WHAT TO PRODUCE:
Hand back all of the records exactly as they read.

START SUPPLIED RECORDS

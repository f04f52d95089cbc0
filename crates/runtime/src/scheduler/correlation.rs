//! Two-phase response correlation for scheduler-submitted prompts.
//!
//! Phase 1: submitting a prompt records `prompt_id → meta`. Phase 2: a
//! routing acknowledgement carrying a server-assigned agent task id moves the
//! meta under that id. Inline results resolve by prompt id, background
//! results by agent task id, and a routing ack is never itself a result.

use std::collections::HashMap;

use chrono::{DateTime, Duration, Utc};

/// What we remember about one in-flight scheduled prompt.
#[derive(Debug, Clone, PartialEq)]
pub struct PendingMeta {
    pub task_id: String,
    pub submitted_at: DateTime<Utc>,
}

#[derive(Debug, Default)]
pub struct CorrelationMap {
    /// prompt_id → meta (phase 1).
    by_prompt: HashMap<String, PendingMeta>,
    /// agent_task_id → meta (phase 2).
    by_agent: HashMap<String, PendingMeta>,
}

impl CorrelationMap {
    pub fn new() -> Self {
        Self::default()
    }

    /// Phase 1: a prompt went out.
    pub fn record_submission(&mut self, prompt_id: &str, task_id: &str, now: DateTime<Utc>) {
        self.by_prompt.insert(
            prompt_id.to_string(),
            PendingMeta {
                task_id: task_id.to_string(),
                submitted_at: now,
            },
        );
    }

    /// Phase 2: a routing ack assigned an agent task id. Returns whether the
    /// prompt was known.
    pub fn promote_to_agent(&mut self, prompt_id: &str, agent_task_id: &str) -> bool {
        match self.by_prompt.remove(prompt_id) {
            Some(meta) => {
                self.by_agent.insert(agent_task_id.to_string(), meta);
                true
            }
            None => false,
        }
    }

    /// An inline (non-ack) response arrived for a prompt.
    pub fn take_by_prompt(&mut self, prompt_id: &str) -> Option<PendingMeta> {
        self.by_prompt.remove(prompt_id)
    }

    /// A background completion arrived for an agent task.
    pub fn take_by_agent(&mut self, agent_task_id: &str) -> Option<PendingMeta> {
        self.by_agent.remove(agent_task_id)
    }

    /// Whether this scheduled task already has a prompt in flight (either
    /// phase).
    pub fn is_in_flight(&self, task_id: &str) -> bool {
        self.by_prompt.values().chain(self.by_agent.values()).any(|m| m.task_id == task_id)
    }

    pub fn in_flight_count(&self) -> usize {
        self.by_prompt.len() + self.by_agent.len()
    }

    /// Remove and return every entry older than `timeout` in either phase.
    pub fn expire(&mut self, now: DateTime<Utc>, timeout: Duration) -> Vec<PendingMeta> {
        let mut expired = Vec::new();
        let cutoff = now - timeout;
        for map in [&mut self.by_prompt, &mut self.by_agent] {
            let stale: Vec<String> = map
                .iter()
                .filter(|(_, meta)| meta.submitted_at < cutoff)
                .map(|(key, _)| key.clone())
                .collect();
            for key in stale {
                if let Some(meta) = map.remove(&key) {
                    expired.push(meta);
                }
            }
        }
        expired
    }

    /// Drop everything. Called across transport reconnects — responses from
    /// the previous connection can no longer arrive.
    pub fn clear(&mut self) {
        self.by_prompt.clear();
        self.by_agent.clear();
    }
}
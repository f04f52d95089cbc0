use std::collections::HashMap;
use std::sync::Arc;

use tokio::sync::Mutex;

use crate::client::{AnthropicClient, LlmClient, LocalClient, LocalModel, OpenAiCompatClient};
use crate::error::LlmError;
use crate::role::{ApiKeys, Provider};

/// Clients keyed by the `Provider` enum, built lazily on first use and
/// reused for the process lifetime. The handle is injected at startup; there
/// is no module-level singleton.
pub struct ProviderRegistry {
    keys: ApiKeys,
    local: Option<Arc<dyn LocalModel>>,
    clients: Mutex<HashMap<Provider, Arc<dyn LlmClient>>>,
}

impl ProviderRegistry {
    pub fn new(keys: ApiKeys) -> Self {
        Self {
            keys,
            local: None,
            clients: Mutex::new(HashMap::new()),
        }
    }

    /// Attach the on-device loader. Without one the `local` provider is
    /// unavailable at runtime even though selection treats it as keyless.
    pub fn with_local_model(mut self, model: Arc<dyn LocalModel>) -> Self {
        self.local = Some(model);
        self
    }

    pub fn keys(&self) -> &ApiKeys {
        &self.keys
    }

    /// Get (or lazily build) the client for a provider.
    pub async fn client(&self, provider: Provider) -> Result<Arc<dyn LlmClient>, LlmError> {
        let mut clients = self.clients.lock().await;
        if let Some(client) = clients.get(&provider) {
            return Ok(client.clone());
        }

        let client: Arc<dyn LlmClient> = match provider {
            Provider::Local => {
                let model = self.local.clone().ok_or_else(|| LlmError::Unknown(
                    "local provider requested but no local model is attached".to_string(),
                ))?;
                Arc::new(LocalClient::new(model))
            }
            Provider::Anthropic => {
                let key = self.require_key(provider)?;
                Arc::new(AnthropicClient::new(key))
            }
            other => {
                let key = self.require_key(other)?;
                Arc::new(OpenAiCompatClient::new(other, key))
            }
        };

        clients.insert(provider, client.clone());
        Ok(client)
    }

    /// Replace the client for a provider with a caller-supplied one. Lets the
    /// host route a provider through a proxy, and tests substitute fakes.
    pub async fn insert(&self, provider: Provider, client: Arc<dyn LlmClient>) {
        self.clients.lock().await.insert(provider, client);
    }

    /// Drop all constructed clients (connection pools included). Used at
    /// shutdown and after key rotation.
    pub async fn shutdown(&self) {
        self.clients.lock().await.clear();
    }

    fn require_key(&self, provider: Provider) -> Result<String, LlmError> {
        self.keys
            .get(provider)
            .map(str::to_string)
            .ok_or_else(|| LlmError::Unauthorized {
                provider: provider.as_str().to_string(),
                message: format!(
                    "no API key configured ({})",
                    provider.key_var().unwrap_or("-")
                ),
            })
    }
}

#[cfg(test)]
mod tests {
    use super::*;

    #[tokio::test]
    async fn missing_key_is_unauthorized() {
        let registry = ProviderRegistry::new(ApiKeys::default());
        match registry.client(Provider::Deepseek).await {
            Err(err) => assert!(matches!(err, LlmError::Unauthorized { .. })),
            Ok(_) => panic!("expected unauthorized error"),
        }
    }

    #[tokio::test]
    async fn local_without_loader_is_unavailable() {
        let registry = ProviderRegistry::new(ApiKeys::default());
        assert!(registry.client(Provider::Local).await.is_err());
    }

    #[tokio::test]
    async fn clients_are_reused() {
        let keys = ApiKeys::default().with_key(Provider::Openai, "k");
        let registry = ProviderRegistry::new(keys);
        let a = registry.client(Provider::Openai).await.unwrap();
        let b = registry.client(Provider::Openai).await.unwrap();
        assert!(Arc::ptr_eq(&a, &b));
    }
}
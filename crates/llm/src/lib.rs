//! Provider registry and resilient chat client.
//!
//! Roles (the *why* of a request) map to ordered fallback chains of concrete
//! `(provider, model, temperature, max_tokens)` candidates. Selection is a
//! pure function of the criteria and the registered API keys; the resilient
//! wrapper adds runtime fallback across the same chain on retryable failure.

mod client;
mod error;
mod extract;
mod registry;
mod resilient;
mod role;
mod select;
mod types;

pub use client::{AnthropicClient, ChatOptions, LlmClient, LocalClient, LocalModel, OpenAiCompatClient};
pub use error::{LlmError, classify};
pub use extract::extract_json;
pub use registry::ProviderRegistry;
pub use resilient::ResilientClient;
pub use role::{ApiKeys, ModelChoice, Provider, Role, context_window, fallback_chain};
pub use select::{Selection, SelectionCriteria, select_model};
pub use types::{
    ChatMessage, ChatResponse, ChatRole, TokenUsage, ToolCall, ToolCallFunction, ToolDefinition,
    definitions_to_openai_tools, validate_transcript,
};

END SUPPLIED RECORDS

SOLUTION TO THIS TASK:
repository f04f52d95089cbc0
filename crates/runtime/src/scheduler/correlation.rs
//! Two-phase response correlation for scheduler-submitted prompts.
//!
//! Phase 1: submitting a prompt records `prompt_id → meta`. Phase 2: a
//! routing acknowledgement carrying a server-assigned agent task id moves the
//! meta under that id. Inline results resolve by prompt id, background
//! results by agent task id, and a routing ack is never itself a result.

use std::collections::HashMap;

use chrono::{DateTime, Duration, Utc};

/// What we remember about one in-flight scheduled prompt.
#[derive(Debug, Clone, PartialEq)]
pub struct PendingMeta {
    pub task_id: String,
    pub submitted_at: DateTime<Utc>,
}

#[derive(Debug, Default)]
pub struct CorrelationMap {
    /// prompt_id → meta (phase 1).
    by_prompt: HashMap<String, PendingMeta>,
    /// agent_task_id → meta (phase 2).
    by_agent: HashMap<String, PendingMeta>,
}

impl CorrelationMap {
    pub fn new() -> Self {
        Self::default()
    }

    /// Phase 1: a prompt went out.
    pub fn record_submission(&mut self, prompt_id: &str, task_id: &str, now: DateTime<Utc>) {
        self.by_prompt.insert(
            prompt_id.to_string(),
            PendingMeta {
                task_id: task_id.to_string(),
                submitted_at: now,
            },
        );
    }

    /// Phase 2: a routing ack assigned an agent task id. Returns whether the
    /// prompt was known.
    pub fn promote_to_agent(&mut self, prompt_id: &str, agent_task_id: &str) -> bool {
        match self.by_prompt.remove(prompt_id) {
            Some(meta) => {
                self.by_agent.insert(agent_task_id.to_string(), meta);
                true
            }
            None => false,
        }
    }

    /// An inline (non-ack) response arrived for a prompt.
    pub fn take_by_prompt(&mut self, prompt_id: &str) -> Option<PendingMeta> {
        self.by_prompt.remove(prompt_id)
    }

    /// A background completion arrived for an agent task.
    pub fn take_by_agent(&mut self, agent_task_id: &str) -> Option<PendingMeta> {
        self.by_agent.remove(agent_task_id)
    }

    /// Whether this scheduled task already has a prompt in flight (either
    /// phase).
    pub fn is_in_flight(&self, task_id: &str) -> bool {
        self.by_prompt.values().chain(self.by_agent.values()).any(|m| m.task_id == task_id)
    }

    pub fn in_flight_count(&self) -> usize {
        self.by_prompt.len() + self.by_agent.len()
    }

    /// Remove and return every entry older than `timeout` in either phase.
    pub fn expire(&mut self, now: DateTime<Utc>, timeout: Duration) -> Vec<PendingMeta> {
        let mut expired = Vec::new();
        let cutoff = now - timeout;
        for map in [&mut self.by_prompt, &mut self.by_agent] {
            let stale: Vec<String> = map
                .iter()
                .filter(|(_, meta)| meta.submitted_at < cutoff)
                .map(|(key, _)| key.clone())
                .collect();
            for key in stale {
                if let Some(meta) = map.remove(&key) {
                    expired.push(meta);
                }
            }
        }
        expired
    }

    /// Drop everything. Called across transport reconnects — responses from
    /// the previous connection can no longer arrive.
    pub fn clear(&mut self) {
        self.by_prompt.clear();
        self.by_agent.clear();
    }
}
repository f04f52d95089cbc0
use std::collections::HashMap;
use std::sync::Arc;

use tokio::sync::Mutex;

use crate::client::{AnthropicClient, LlmClient, LocalClient, LocalModel, OpenAiCompatClient};
use crate::error::LlmError;
use crate::role::{ApiKeys, Provider};

/// Clients keyed by the `Provider` enum, built lazily on first use and
/// reused for the process lifetime. The handle is injected at startup; there
/// is no module-level singleton.
pub struct ProviderRegistry {
    keys: ApiKeys,
    local: Option<Arc<dyn LocalModel>>,
    clients: Mutex<HashMap<Provider, Arc<dyn LlmClient>>>,
}

impl ProviderRegistry {
    pub fn new(keys: ApiKeys) -> Self {
        Self {
            keys,
            local: None,
            clients: Mutex::new(HashMap::new()),
        }
    }

    /// Attach the on-device loader. Without one the `local` provider is
    /// unavailable at runtime even though selection treats it as keyless.
    pub fn with_local_model(mut self, model: Arc<dyn LocalModel>) -> Self {
        self.local = Some(model);
        self
    }

    pub fn keys(&self) -> &ApiKeys {
        &self.keys
    }

    /// Get (or lazily build) the client for a provider.
    pub async fn client(&self, provider: Provider) -> Result<Arc<dyn LlmClient>, LlmError> {
        let mut clients = self.clients.lock().await;
        if let Some(client) = clients.get(&provider) {
            return Ok(client.clone());
        }

        let client: Arc<dyn LlmClient> = match provider {
            Provider::Local => {
                let model = self.local.clone().ok_or_else(|| LlmError::Unknown(
                    "local provider requested but no local model is attached".to_string(),
                ))?;
                Arc::new(LocalClient::new(model))
            }
            Provider::Anthropic => {
                let key = self.require_key(provider)?;
                Arc::new(AnthropicClient::new(key))
            }
            other => {
                let key = self.require_key(other)?;
                Arc::new(OpenAiCompatClient::new(other, key))
            }
        };

        clients.insert(provider, client.clone());
        Ok(client)
    }

    /// Replace the client for a provider with a caller-supplied one. Lets the
    /// host route a provider through a proxy, and tests substitute fakes.
    pub async fn insert(&self, provider: Provider, client: Arc<dyn LlmClient>) {
        self.clients.lock().await.insert(provider, client);
    }

    /// Drop all constructed clients (connection pools included). Used at
    /// shutdown and after key rotation.
    pub async fn shutdown(&self) {
        self.clients.lock().await.clear();
    }

    fn require_key(&self, provider: Provider) -> Result<String, LlmError> {
        self.keys
            .get(provider)
            .map(str::to_string)
            .ok_or_else(|| LlmError::Unauthorized {
                provider: provider.as_str().to_string(),
                message: format!(
                    "no API key configured ({})",
                    provider.key_var().unwrap_or("-")
                ),
            })
    }
}

#[cfg(test)]
mod tests {
    use super::*;

    #[tokio::test]
    async fn missing_key_is_unauthorized() {
        let registry = ProviderRegistry::new(ApiKeys::default());
        match registry.client(Provider::Deepseek).await {
            Err(err) => assert!(matches!(err, LlmError::Unauthorized { .. })),
            Ok(_) => panic!("expected unauthorized error"),
        }
    }

    #[tokio::test]
    async fn local_without_loader_is_unavailable() {
        let registry = ProviderRegistry::new(ApiKeys::default());
        assert!(registry.client(Provider::Local).await.is_err());
    }

    #[tokio::test]
    async fn clients_are_reused() {
        let keys = ApiKeys::default().with_key(Provider::Openai, "k");
        let registry = ProviderRegistry::new(keys);
        let a = registry.client(Provider::Openai).await.unwrap();
        let b = registry.client(Provider::Openai).await.unwrap();
        assert!(Arc::ptr_eq(&a, &b));
    }
}
filename crates/llm/src/lib.rs
//! Provider registry and resilient chat client.
//!
//! Roles (the *why* of a request) map to ordered fallback chains of concrete
//! `(provider, model, temperature, max_tokens)` candidates. Selection is a
//! pure function of the criteria and the registered API keys; the resilient
//! wrapper adds runtime fallback across the same chain on retryable failure.

mod client;
mod error;
mod extract;
mod registry;
mod resilient;
mod role;
mod select;
mod types;

pub use client::{AnthropicClient, ChatOptions, LlmClient, LocalClient, LocalModel, OpenAiCompatClient};
pub use error::{LlmError, classify};
pub use extract::extract_json;
pub use registry::ProviderRegistry;
pub use resilient::ResilientClient;
pub use role::{ApiKeys, ModelChoice, Provider, Role, context_window, fallback_chain};
pub use select::{Selection, SelectionCriteria, select_model};
pub use types::{
    ChatMessage, ChatResponse, ChatRole, TokenUsage, ToolCall, ToolCallFunction, ToolDefinition,
    definitions_to_openai_tools, validate_transcript,
};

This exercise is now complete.